Stored data
##########
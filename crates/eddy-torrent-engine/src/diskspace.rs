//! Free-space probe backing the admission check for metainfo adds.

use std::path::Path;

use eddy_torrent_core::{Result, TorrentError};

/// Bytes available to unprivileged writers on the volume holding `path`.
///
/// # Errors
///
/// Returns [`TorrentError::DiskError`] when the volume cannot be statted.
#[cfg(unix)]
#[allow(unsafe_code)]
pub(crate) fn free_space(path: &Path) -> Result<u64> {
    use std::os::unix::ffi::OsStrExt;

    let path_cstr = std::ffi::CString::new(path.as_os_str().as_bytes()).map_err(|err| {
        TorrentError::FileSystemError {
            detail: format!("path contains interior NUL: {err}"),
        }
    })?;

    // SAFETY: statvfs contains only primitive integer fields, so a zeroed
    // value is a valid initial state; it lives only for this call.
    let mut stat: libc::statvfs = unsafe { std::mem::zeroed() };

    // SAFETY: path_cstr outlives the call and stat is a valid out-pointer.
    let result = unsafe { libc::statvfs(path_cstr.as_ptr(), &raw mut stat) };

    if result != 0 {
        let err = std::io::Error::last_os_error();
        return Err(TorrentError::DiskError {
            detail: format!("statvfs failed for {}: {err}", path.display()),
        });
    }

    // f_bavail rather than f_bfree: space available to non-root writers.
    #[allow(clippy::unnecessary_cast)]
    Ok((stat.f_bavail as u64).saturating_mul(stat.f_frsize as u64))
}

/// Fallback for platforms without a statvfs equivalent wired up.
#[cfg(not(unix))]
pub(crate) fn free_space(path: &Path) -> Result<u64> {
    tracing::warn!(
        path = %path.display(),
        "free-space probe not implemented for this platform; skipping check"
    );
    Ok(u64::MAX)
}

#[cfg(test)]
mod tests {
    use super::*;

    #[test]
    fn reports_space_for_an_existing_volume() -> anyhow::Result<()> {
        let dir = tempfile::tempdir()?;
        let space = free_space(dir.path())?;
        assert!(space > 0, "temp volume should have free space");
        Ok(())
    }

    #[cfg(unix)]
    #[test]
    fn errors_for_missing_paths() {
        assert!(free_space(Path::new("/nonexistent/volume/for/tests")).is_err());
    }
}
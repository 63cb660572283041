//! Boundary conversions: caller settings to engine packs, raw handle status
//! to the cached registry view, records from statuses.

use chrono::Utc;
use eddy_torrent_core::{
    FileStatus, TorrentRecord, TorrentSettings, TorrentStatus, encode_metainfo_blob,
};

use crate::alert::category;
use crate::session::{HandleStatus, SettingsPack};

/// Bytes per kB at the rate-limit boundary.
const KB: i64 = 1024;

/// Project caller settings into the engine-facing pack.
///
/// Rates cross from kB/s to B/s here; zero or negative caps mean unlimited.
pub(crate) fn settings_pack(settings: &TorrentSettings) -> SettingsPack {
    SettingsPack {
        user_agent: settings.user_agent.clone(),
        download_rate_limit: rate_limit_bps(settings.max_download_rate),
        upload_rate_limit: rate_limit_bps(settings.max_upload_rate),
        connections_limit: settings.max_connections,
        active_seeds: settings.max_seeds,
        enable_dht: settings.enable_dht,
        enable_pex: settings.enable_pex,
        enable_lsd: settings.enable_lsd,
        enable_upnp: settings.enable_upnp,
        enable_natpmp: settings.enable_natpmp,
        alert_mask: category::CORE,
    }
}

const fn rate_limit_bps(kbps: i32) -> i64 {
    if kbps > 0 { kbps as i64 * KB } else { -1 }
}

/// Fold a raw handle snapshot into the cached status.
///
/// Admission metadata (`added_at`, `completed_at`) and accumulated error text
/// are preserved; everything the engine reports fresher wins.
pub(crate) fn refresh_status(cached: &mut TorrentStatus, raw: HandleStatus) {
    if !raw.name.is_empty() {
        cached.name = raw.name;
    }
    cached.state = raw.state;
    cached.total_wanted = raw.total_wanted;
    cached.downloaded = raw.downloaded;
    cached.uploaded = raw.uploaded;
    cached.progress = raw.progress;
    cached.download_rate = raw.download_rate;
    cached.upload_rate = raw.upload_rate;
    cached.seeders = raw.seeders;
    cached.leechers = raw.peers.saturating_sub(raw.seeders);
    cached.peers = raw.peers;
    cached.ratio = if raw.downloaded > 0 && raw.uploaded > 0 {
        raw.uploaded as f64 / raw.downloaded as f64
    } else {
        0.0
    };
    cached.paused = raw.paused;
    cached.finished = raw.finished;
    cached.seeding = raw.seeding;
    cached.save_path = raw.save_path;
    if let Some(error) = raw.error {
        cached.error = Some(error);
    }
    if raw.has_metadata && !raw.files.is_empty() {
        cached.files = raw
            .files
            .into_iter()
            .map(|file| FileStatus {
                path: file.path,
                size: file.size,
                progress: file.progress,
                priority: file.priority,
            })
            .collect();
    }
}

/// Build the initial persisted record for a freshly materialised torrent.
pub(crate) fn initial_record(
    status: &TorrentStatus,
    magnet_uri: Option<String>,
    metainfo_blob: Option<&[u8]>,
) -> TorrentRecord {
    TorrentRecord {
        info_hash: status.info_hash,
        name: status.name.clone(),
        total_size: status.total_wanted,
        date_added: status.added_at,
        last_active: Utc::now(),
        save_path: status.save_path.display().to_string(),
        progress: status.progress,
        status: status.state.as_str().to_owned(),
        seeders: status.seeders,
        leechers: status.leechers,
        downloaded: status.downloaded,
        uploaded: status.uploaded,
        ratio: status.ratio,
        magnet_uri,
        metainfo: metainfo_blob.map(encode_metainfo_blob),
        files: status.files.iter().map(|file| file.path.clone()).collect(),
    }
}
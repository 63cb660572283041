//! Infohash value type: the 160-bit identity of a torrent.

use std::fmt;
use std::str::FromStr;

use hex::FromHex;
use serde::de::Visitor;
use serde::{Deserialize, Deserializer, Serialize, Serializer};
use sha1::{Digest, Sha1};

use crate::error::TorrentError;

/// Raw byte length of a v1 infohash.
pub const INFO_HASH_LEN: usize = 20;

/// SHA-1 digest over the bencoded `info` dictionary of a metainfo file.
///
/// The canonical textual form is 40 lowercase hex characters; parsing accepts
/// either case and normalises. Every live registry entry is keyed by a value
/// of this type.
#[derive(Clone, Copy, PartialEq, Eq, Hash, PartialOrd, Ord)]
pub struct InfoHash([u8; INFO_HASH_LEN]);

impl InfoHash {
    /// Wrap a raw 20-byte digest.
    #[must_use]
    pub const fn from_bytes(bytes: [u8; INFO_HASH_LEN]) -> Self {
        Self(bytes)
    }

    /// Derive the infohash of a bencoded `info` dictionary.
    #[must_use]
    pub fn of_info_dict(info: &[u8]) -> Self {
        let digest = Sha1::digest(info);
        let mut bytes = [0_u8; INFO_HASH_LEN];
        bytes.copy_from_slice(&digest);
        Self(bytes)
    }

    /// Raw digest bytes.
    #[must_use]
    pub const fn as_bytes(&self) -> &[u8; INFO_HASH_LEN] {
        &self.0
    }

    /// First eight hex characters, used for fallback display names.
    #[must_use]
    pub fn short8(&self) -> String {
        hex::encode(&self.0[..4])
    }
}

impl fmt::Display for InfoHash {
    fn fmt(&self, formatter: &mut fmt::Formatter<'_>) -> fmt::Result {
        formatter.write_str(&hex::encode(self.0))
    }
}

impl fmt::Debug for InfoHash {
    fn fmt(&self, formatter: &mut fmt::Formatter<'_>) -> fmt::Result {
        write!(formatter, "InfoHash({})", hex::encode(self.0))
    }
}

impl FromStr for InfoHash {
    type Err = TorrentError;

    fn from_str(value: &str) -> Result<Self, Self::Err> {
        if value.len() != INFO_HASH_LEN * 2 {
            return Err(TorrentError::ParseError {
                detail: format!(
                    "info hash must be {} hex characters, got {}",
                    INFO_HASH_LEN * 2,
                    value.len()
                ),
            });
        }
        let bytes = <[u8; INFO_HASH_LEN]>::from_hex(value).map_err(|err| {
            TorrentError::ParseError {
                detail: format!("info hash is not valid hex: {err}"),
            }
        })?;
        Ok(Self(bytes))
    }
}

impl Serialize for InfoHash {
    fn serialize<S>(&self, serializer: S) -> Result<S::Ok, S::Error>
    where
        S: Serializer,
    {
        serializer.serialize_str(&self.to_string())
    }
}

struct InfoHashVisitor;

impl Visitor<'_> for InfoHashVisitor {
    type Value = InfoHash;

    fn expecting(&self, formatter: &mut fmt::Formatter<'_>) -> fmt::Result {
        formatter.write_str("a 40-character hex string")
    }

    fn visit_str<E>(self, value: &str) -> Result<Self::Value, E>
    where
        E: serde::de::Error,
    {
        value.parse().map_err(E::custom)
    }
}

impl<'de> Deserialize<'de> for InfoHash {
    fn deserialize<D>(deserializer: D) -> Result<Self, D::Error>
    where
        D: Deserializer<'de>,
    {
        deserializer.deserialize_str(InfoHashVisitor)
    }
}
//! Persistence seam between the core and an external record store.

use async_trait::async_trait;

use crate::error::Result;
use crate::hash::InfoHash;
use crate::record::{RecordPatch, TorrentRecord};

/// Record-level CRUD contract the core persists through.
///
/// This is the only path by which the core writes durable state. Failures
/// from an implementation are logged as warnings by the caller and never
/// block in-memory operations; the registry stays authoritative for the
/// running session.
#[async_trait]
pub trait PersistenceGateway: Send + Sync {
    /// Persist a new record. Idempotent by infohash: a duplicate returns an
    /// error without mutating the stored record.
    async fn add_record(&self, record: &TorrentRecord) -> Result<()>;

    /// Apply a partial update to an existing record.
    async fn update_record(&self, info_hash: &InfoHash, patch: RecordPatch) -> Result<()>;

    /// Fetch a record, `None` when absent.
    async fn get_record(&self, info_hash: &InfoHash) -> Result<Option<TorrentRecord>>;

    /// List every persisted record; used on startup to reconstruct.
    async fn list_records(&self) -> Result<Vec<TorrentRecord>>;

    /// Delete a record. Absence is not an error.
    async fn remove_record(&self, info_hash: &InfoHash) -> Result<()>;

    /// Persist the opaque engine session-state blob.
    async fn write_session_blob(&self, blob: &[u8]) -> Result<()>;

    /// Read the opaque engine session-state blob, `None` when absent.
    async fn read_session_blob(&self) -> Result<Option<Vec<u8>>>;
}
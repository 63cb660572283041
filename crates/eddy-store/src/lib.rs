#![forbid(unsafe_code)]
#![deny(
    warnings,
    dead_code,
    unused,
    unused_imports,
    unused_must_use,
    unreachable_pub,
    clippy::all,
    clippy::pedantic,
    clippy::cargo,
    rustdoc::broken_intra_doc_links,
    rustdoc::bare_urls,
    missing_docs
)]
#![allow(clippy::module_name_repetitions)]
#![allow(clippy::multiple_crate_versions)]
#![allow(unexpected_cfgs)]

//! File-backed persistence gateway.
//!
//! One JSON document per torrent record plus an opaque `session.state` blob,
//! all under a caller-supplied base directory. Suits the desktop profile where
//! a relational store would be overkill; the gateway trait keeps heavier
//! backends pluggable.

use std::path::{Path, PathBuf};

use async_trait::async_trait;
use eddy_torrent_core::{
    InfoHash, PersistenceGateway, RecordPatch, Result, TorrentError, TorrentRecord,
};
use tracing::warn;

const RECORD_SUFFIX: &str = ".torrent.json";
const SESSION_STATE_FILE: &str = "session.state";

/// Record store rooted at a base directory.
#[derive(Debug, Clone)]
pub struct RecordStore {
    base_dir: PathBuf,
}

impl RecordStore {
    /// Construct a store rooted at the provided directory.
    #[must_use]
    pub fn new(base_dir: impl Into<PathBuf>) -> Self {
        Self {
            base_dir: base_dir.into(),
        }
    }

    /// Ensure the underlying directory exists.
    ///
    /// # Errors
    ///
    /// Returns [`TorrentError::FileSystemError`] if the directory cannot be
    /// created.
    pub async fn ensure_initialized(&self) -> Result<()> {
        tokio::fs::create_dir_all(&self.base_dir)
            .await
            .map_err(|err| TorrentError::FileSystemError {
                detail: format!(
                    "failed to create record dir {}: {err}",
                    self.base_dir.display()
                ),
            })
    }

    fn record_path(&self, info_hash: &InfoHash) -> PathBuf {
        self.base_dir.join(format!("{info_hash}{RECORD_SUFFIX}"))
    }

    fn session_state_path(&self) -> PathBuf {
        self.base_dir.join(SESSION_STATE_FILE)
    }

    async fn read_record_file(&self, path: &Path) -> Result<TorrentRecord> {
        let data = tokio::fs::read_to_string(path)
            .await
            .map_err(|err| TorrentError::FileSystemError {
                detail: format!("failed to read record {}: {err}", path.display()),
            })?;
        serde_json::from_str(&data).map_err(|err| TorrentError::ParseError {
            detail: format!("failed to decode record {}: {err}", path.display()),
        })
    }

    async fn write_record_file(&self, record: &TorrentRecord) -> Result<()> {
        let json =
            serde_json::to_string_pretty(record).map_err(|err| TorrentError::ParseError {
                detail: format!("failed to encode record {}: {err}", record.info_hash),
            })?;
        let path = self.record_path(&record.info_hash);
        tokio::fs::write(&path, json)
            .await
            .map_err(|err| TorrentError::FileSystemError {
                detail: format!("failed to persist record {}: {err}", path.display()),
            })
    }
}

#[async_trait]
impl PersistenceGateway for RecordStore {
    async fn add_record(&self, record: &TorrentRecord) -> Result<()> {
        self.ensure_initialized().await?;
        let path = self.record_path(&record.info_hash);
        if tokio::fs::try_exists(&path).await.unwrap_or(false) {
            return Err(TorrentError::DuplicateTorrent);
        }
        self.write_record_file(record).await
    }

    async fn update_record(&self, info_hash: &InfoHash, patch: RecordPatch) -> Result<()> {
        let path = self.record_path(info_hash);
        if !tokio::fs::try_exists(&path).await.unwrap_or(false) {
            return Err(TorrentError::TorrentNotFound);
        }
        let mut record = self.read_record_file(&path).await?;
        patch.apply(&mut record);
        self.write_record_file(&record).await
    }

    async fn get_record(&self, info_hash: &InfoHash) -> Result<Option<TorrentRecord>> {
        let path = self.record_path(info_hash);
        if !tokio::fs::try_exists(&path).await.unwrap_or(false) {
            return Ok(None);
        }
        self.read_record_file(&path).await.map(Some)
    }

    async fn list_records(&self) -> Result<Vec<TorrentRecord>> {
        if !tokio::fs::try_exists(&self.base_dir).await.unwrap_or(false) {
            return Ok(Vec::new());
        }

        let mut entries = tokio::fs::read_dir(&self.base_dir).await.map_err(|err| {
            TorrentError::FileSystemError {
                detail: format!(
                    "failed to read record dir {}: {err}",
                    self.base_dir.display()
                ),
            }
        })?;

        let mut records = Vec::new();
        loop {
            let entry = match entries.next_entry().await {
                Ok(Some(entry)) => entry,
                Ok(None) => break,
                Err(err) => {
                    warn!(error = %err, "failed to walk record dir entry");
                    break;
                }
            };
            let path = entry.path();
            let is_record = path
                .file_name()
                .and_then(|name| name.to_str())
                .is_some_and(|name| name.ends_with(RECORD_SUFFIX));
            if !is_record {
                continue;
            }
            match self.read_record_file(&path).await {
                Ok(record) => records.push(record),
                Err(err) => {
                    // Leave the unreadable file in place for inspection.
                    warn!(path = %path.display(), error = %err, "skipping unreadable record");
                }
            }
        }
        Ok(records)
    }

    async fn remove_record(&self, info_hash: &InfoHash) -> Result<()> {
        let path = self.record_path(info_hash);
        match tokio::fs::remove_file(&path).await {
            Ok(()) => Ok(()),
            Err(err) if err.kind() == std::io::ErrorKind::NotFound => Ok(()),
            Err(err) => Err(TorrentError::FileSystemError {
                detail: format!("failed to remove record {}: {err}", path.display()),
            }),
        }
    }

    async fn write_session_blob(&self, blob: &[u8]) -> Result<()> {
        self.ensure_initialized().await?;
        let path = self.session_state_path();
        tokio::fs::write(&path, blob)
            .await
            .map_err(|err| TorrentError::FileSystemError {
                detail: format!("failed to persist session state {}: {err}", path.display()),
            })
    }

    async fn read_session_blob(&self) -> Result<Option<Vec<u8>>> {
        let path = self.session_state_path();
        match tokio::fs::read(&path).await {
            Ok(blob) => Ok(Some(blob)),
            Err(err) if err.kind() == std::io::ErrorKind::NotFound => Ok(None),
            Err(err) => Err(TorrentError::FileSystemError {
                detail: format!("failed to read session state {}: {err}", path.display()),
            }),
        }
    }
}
##########
» YOUR OBJECTIVE: Copy each line of the preceding data that contains the string "allow".

» SOLVED EXERCISE:
#[allow(unsafe_code)]
    #[allow(clippy::unnecessary_cast)]
#![allow(clippy::module_name_repetitions)]
#![allow(clippy::multiple_crate_versions)]
#![allow(unexpected_cfgs)]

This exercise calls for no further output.